Integridad

Trabajamos de acuerdo con los estándares éticos más estrictos, lo que nos exige garantizar la máxima transparencia en lo que hacemos y mantener un discurso sincero y abierto con nuestros socios comerciales, empleados y otras partes interesadas.

Reputación

Este aspecto es fundamental para nosotros. Somos perfectamente conscientes de que la relación que tenemos con nuestros socios comerciales y otras partes interesadas está intrínsecamente ligada a nuestra reputación. Nuestro objetivo no es ser los más grandes, sino ser los mejores, por lo que solo creceremos si eso significa mejorar el servicio que prestamos.

La importancia de las personas

Estamos convencidos de que los valores personales y la capacidad de encajar en el equipo son tan importantes como los conocimientos y la experiencia profesional. Fomentamos un entorno multicultural basado en la amplitud de miras, el respeto y el aprendizaje. No obstante, nuestra cultura corporativa es innegociable y las personas que formar parte de nuestro grupo deben sentirse cómodas con ella. Sabemos que la diversidad de experiencia y opiniones es una virtud que nos hace fuertes.

Reciprocidad

Las personas con las que queremos trabajar deben compartir nuestros valores y principios rectores.

Humildad

Creemos que los mejores líderes son los que saben hasta dónde llegan sus conocimientos. Debemos saber cuáles son nuestros puntos débiles y ser capaces de gestionarlos.

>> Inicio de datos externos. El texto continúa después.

impl CheckInfo {
    pub fn new(position: &Position) -> Self {
        let us = position.side_to_move();
        let them = us.opponent();
        let king_square = position.king_square(them);
        let occupied = position.occupied();

        let bishop = bishop_attacks(king_square, occupied);
        let rook = rook_attacks(king_square, occupied);

        Self {
            king_square,
            pinned: position.pinned(us),
            discovered: position.slider_blockers(position.color(us), king_square)
                & position.color(us),
            check_squares: [
                pawn_attacks(king_square, them),
                knight_attacks(king_square),
                bishop,
                rook,
                bishop | rook,
                Bitboard::EMPTY_BOARD,
            ],
        }
    }
}

/// A chess position with incremental make/unmake.
///
/// The board is stored three ways that must always agree: bitboards by color and kind,
/// a square-indexed mailbox, and compact per-piece square lists.
/// A stack of [`StateInfo`] records, one per ply, makes every move reversible in O(1).
#[derive(Clone)]
pub struct Position {
    colors: [Bitboard; Color::COUNT],
    kinds: [Bitboard; PieceKind::COUNT],
    mailbox: [Option<Piece>; Square::COUNT],

    piece_lists: [[[Square; MAX_PIECES_PER_KIND]; PieceKind::COUNT]; Color::COUNT],
    piece_counts: [[u8; PieceKind::COUNT]; Color::COUNT],
    list_index: [u8; Square::COUNT],

    material: [i32; Color::COUNT],
    non_pawn_material: [i32; Color::COUNT],

    side_to_move: Color,

    /// Plies since the start of the game, derived from the FEN's fullmove counter.
    game_ply: u16,

    states: Vec<StateInfo>,
}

Nuestra obligación es cuestionar el statu quo y las ideas muy arraigadas, lo que incluye nuestras propias creencias. Tratamos a todos por igual y estamos dispuestos a desempeñar las funciones que sea necesario, porque consideramos que todas son igual de importantes.

Trabajo en equipo

Valoramos mucho la colaboración con nuestros socios comerciales, clientes y proveedores de servicios, así como la relación con el resto del equipo. No caben las intenciones ocultas ni priorizar los intereses personales. Fomentamos un entorno de trabajo agradable, cordial y estimulante.

Excelencia

Nos esforzamos por trabajar mucho y bien, de forma inteligente. Para conseguirlo, realizamos evaluaciones continuas y sinceras que nos permiten valorar nuestros éxitos y fracasos. Sabemos que es necesario adaptarse a un mundo dinámico que cambia continuamente. Nuestra actitud por lo que se refiere al riesgo es que no debemos tener miedo de fracasar o equivocarnos y saber en todo momento los riesgos que estamos asumiendo.